Your original approach using window functions is actually quite suitable for this case:

sql
SELECT 
    h3s.h3id, 
    h3s.geog, 
    MIN(ST_DISTANCE(`carto-os`.carto.H3_CENTER(htsp.h3id), `carto-os`.carto.H3_CENTER(h3s.h3id))) 
    OVER (PARTITION BY h3s.h3id) AS min_distance
FROM 
    rgns_h3_geogs_clipped h3s
CROSS JOIN 
    hotspot_centers htsp

This approach:

  • Preserves all rows from your cross join
  • Adds a new column with the minimum distance for each h3id
  • Keeps the geography column intact
  • Avoids the grouping limitation entirely

The window function calculates the minimum distance within each partition (defined by h3s.h3id), effectively giving you the same result as a GROUP BY would, but without the geography grouping restriction.


Solution 2: Using a Subquery with GROUP BY

If you specifically need to use GROUP BY, you can separate the aggregation from the geography selection:

sql
WITH min_distances AS (
  SELECT 
      h3s.h3id, 
      MIN(ST_DISTANCE(`carto-os`.carto.H3_CENTER(htsp.h3id), `carto-os`.carto.H3_CENTER(h3s.h3id))) AS min_distance
  FROM 
      rgns_h3_geogs_clipped h3s
  CROSS JOIN 
      hotspot_centers htsp
  GROUP BY 
      h3s.h3id
)
SELECT 
    h3s.h3id, 
    h3s.geog,
    md.min_distance
FROM 
    rgns_h3_geogs_clipped h3s
JOIN 
    min_distances md ON h3s.h3id = md.h3id

This approach:

  1. First calculates the minimum distance for each h3id in a CTE
  2. Then joins this result back with the original table to include the geography column
  3. Avoids grouping by geography entirely

This method is particularly useful when you need to combine multiple aggregations or when your query logic becomes complex.


Solution 3: Using ARRAY_AGG for Geography Preservation

If you need to preserve multiple geography values (though typically H3 IDs have one corresponding geography), you can use ARRAY_AGG:

sql
SELECT 
    h3s.h3id,
    ARRAY_AGG(DISTINCT h3s.geog)[OFFSET(0)] AS geog,  -- Takes first geography value
    MIN(ST_DISTANCE(`carto-os`.carto.H3_CENTER(htsp.h3id), `carto-os`.carto.H3_CENTER(h3s.h3id))) AS min_distance
FROM 
    rgns_h3_geogs_clipped h3s
CROSS JOIN 
    hotspot_centers htsp
GROUP BY 
    h3s.h3id

This approach:

  • Creates an array of all geography values for each H3 ID
  • Extracts the first element from the array using OFFSET(0)
  • Groups only by the H3 ID, not the geography
  • Preserves geography information without directly grouping by it

Note: This solution assumes that each h3id corresponds to a single geog value.

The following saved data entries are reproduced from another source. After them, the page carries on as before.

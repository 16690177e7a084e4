//! Effective confidence from stored confidence, source reliability and conflicts.

use serde::Serialize;

use crate::graph::GraphStore;
use crate::types::{KgResult, Node, NodeKind, RelationType};

use super::conflict::{collect_conflicts, conflict_count, ConflictPair};
use super::QueryEngine;

/// A source backing a claim and how reliable it is.
#[derive(Debug, Clone, PartialEq, Serialize)]
pub struct SourceReliability {
    pub source: String,
    pub reliability: f32,
}

/// How much a single node can be trusted.
#[derive(Debug, Clone, Serialize)]
pub struct ConfidenceReport {
    pub node: String,
    /// The confidence attribute as written, if any.
    pub stored_confidence: Option<f32>,
    pub effective_confidence: f32,
    pub sources: Vec<SourceReliability>,
    pub conflict_count: usize,
}

/// Which claims to assess.
#[derive(Debug, Clone)]
pub enum ClaimQuery {
    /// The top relevance hits for a query.
    Search { query: String, limit: Option<usize> },
    /// An explicit list of node names.
    Names(Vec<String>),
}

/// Per-node entry of a [`ClaimAssessment`].
#[derive(Debug, Clone, Serialize)]
pub struct NodeAssessment {
    pub kind: NodeKind,
    #[serde(flatten)]
    pub report: ConfidenceReport,
    /// Stored confidence below the candidate threshold.
    pub candidate: bool,
}

/// Confidence reports for a set of claims and the conflicts among them.
#[derive(Debug, Clone, Serialize)]
pub struct ClaimAssessment {
    pub assessments: Vec<NodeAssessment>,
    pub conflicts: Vec<ConflictPair>,
    pub summary: String,
}

/// `base * support * (1 - penalty)^conflicts`, clamped to [0, 1].
///
/// `base` is the stored confidence (1.0 when absent) and `support` the mean
/// source reliability (1.0 with no sources).
pub fn combine_confidence(
    stored: Option<f32>,
    reliabilities: &[f32],
    conflicts: usize,
    penalty: f32,
) -> f32 {
    let base = stored.unwrap_or(1.0).clamp(0.0, 1.0);
    let support = if reliabilities.is_empty() {
        1.0
    } else {
        let sum: f32 = reliabilities.iter().map(|r| r.clamp(0.0, 1.0)).sum();
        sum / reliabilities.len() as f32
    };
    let damping = (1.0 - penalty.clamp(0.0, 1.0)).powi(conflicts as i32);
    (base * support * damping).clamp(0.0, 1.0)
}

/// Sources reached from `node` over outgoing DERIVED_FROM edges.
pub fn node_sources(store: &dyn GraphStore, node: &Node) -> KgResult<Vec<SourceReliability>> {
    let mut sources = Vec::new();
    for edge in store.edges_from(&node.name)? {
        if edge.relation_type != RelationType::DerivedFrom {
            continue;
        }
        let Some(target) = store.get_node(&edge.to)? else {
            continue;
        };
        if let Some(reliability) = target.reliability() {
            sources.push(SourceReliability {
                source: target.name,
                reliability,
            });
        }
    }
    Ok(sources)
}

impl QueryEngine {
    /// Confidence of one node adjusted for its sources and contradictions.
    pub fn effective_confidence(
        &self,
        store: &dyn GraphStore,
        name: &str,
    ) -> KgResult<ConfidenceReport> {
        let node = store.require_node(name)?;
        self.confidence_report(store, &node)
    }

    fn confidence_report(&self, store: &dyn GraphStore, node: &Node) -> KgResult<ConfidenceReport> {
        let sources = node_sources(store, node)?;
        let conflicts = conflict_count(store, &node.name)?;
        let reliabilities: Vec<f32> = sources.iter().map(|s| s.reliability).collect();
        let stored_confidence = node.confidence();
        Ok(ConfidenceReport {
            node: node.name.clone(),
            stored_confidence,
            effective_confidence: combine_confidence(
                stored_confidence,
                &reliabilities,
                conflicts,
                self.config().conflict_penalty,
            ),
            sources,
            conflict_count: conflicts,
        })
    }

    /// Assess a batch of claims: per-node confidence plus the conflicts among them.
    pub fn assess_claims(
        &self,
        store: &dyn GraphStore,
        query: &ClaimQuery,
    ) -> KgResult<ClaimAssessment> {
        let nodes: Vec<Node> = match query {
            ClaimQuery::Search { query, limit } => self
                .search(store, query, &[], *limit)?
                .into_iter()
                .map(|hit| hit.node)
                .collect(),
            ClaimQuery::Names(names) => {
                let mut found = Vec::with_capacity(names.len());
                for name in names {
                    match store.get_node(name)? {
                        Some(node) => found.push(node),
                        None => log::warn!("Claim '{name}' not found; skipped"),
                    }
                }
                found
            }
        };

        let threshold = self.config().candidate_threshold;
        let mut assessments = Vec::with_capacity(nodes.len());
        for node in &nodes {
            let report = self.confidence_report(store, node)?;
            let candidate = report
                .stored_confidence
                .is_some_and(|c| c < threshold);
            assessments.push(NodeAssessment {
                kind: node.kind(),
                report,
                candidate,
            });
        }

        let scope: Vec<String> = nodes.iter().map(|n| n.name.clone()).collect();
        let conflicts = collect_conflicts(store, Some(scope.as_slice()))?;
        let summary = summarize(&assessments, conflicts.len());

        Ok(ClaimAssessment {
            assessments,
            conflicts,
            summary,
        })
    }
}

fn summarize(assessments: &[NodeAssessment], conflicts: usize) -> String {
    if assessments.is_empty() {
        return "No claims matched.".to_string();
    }
    let candidates = assessments.iter().filter(|a| a.candidate).count();
    let unsourced = assessments
        .iter()
        .filter(|a| a.report.sources.is_empty())
        .count();
    let mean: f32 = assessments
        .iter()
        .map(|a| a.report.effective_confidence)
        .sum::<f32>()
        / assessments.len() as f32;

    let mut summary = format!(
        "Assessed {} claim(s); mean effective confidence {:.2}.",
        assessments.len(),
        mean
    );
    if candidates > 0 {
        summary.push_str(&format!(" {candidates} candidate fact(s) below threshold."));
    }
    if unsourced > 0 {
        summary.push_str(&format!(" {unsourced} without sources."));
    }
    if conflicts > 0 {
        summary.push_str(&format!(" {conflicts} conflict(s) found."));
    }
    summary
}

If there are multiple geography values for the same H3 ID, this will arbitrarily pick one (the first one encountered in the aggregation).


Best Practices for Geospatial Aggregations in BigQuery

When working with geospatial data in BigQuery, consider these best practices:

  1. Use H3 IDs for grouping: Since H3 IDs are designed for hierarchical geospatial indexing, they’re ideal for grouping operations.

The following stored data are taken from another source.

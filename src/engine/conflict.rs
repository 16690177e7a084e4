//! Contradiction detection over CONTRADICTS edges.

use std::collections::HashSet;

use serde::Serialize;

use crate::graph::GraphStore;
use crate::types::{KgResult, Relation, RelationType};

use super::QueryEngine;

/// How a conflict was established.
#[derive(Debug, Clone, Copy, PartialEq, Eq, Serialize)]
#[serde(rename_all = "snake_case")]
pub enum ConflictType {
    /// Recorded as a CONTRADICTS edge.
    Explicit,
}

/// Two nodes that contradict each other. Derived on demand, never stored.
#[derive(Debug, Clone, PartialEq, Serialize)]
pub struct ConflictPair {
    pub first: String,
    pub second: String,
    pub conflict_type: ConflictType,
    pub reason: String,
}

impl ConflictPair {
    fn from_edge(edge: &Relation) -> Self {
        let reason = match edge.context.as_deref().map(str::trim) {
            Some(context) if !context.is_empty() => context.to_string(),
            _ => format!("`{}` contradicts `{}`", edge.from, edge.to),
        };
        Self {
            first: edge.from.clone(),
            second: edge.to.clone(),
            conflict_type: ConflictType::Explicit,
            reason,
        }
    }

    /// Whether the pair involves the named node.
    pub fn involves(&self, name: &str) -> bool {
        self.first == name || self.second == name
    }

    /// The endpoints as an order-independent key.
    fn unordered(&self) -> (String, String) {
        if self.first <= self.second {
            (self.first.clone(), self.second.clone())
        } else {
            (self.second.clone(), self.first.clone())
        }
    }
}

/// Collect CONTRADICTS pairs, deduplicated by unordered endpoints.
///
/// With a scope, only edges touching one of the scoped names count.
pub fn collect_conflicts(
    store: &dyn GraphStore,
    scope: Option<&[String]>,
) -> KgResult<Vec<ConflictPair>> {
    let mut seen = HashSet::new();
    let mut pairs = Vec::new();
    for edge in store.edges_of_type(RelationType::Contradicts)? {
        if let Some(scope) = scope {
            if !scope.iter().any(|name| edge.touches(name)) {
                continue;
            }
        }
        let pair = ConflictPair::from_edge(&edge);
        if seen.insert(pair.unordered()) {
            pairs.push(pair);
        }
    }
    Ok(pairs)
}

/// Number of distinct nodes the named node contradicts, in either direction.
pub fn conflict_count(store: &dyn GraphStore, name: &str) -> KgResult<usize> {
    let partners: HashSet<String> = store
        .incident_edges(name)?
        .into_iter()
        .filter(|e| e.relation_type == RelationType::Contradicts)
        .map(|e| e.other_end(name).to_string())
        .collect();
    Ok(partners.len())
}

impl QueryEngine {
    /// All contradictions, or only those touching the scoped names.
    pub fn detect_conflicts(
        &self,
        store: &dyn GraphStore,
        scope: Option<&[String]>,
    ) -> KgResult<Vec<ConflictPair>> {
        collect_conflicts(store, scope)
    }
}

  2. Leverage window functions when appropriate: Window functions can often replace complex GROUP BY operations while preserving all original rows.

  3. Pre-aggregate when possible: If working with large datasets, consider pre-aggregating distances or other calculations in a separate table.

  4. Be cautious with CROSS JOINs: Cross joins can produce very large result sets. Consider using joins with conditions or more efficient spatial operations if possible.

  5. Choose appropriate geography aggregation functions:

    • ST_UNION_AGG: To merge multiple geography objects
    • ST_CENTROID_AGG: To get the centroid of multiple geography objects
    • ST_CONVEX_HULL_AGG: To get the convex hull of multiple geography objects

Conclusion

To group by geography in BigQuery while preserving the geography column:

  1. Your window function approach is valid and likely the most efficient solution for your specific query
  2. For GROUP BY requirements, use a subquery or CTE to calculate aggregations first, then join back with the original table
  3. Avoid directly grouping by GEOGRAPHY columns as BigQuery doesn’t support this operation
  4. Consider using H3-specific functions that might be more efficient than generic distance calculations

For your specific case, the window function approach is working correctly and preserving the geography column while calculating the minimum distance for each H3 ID. If you need the results in a different format (e.g., one row per H3 ID), then the CTE approach would be more appropriate.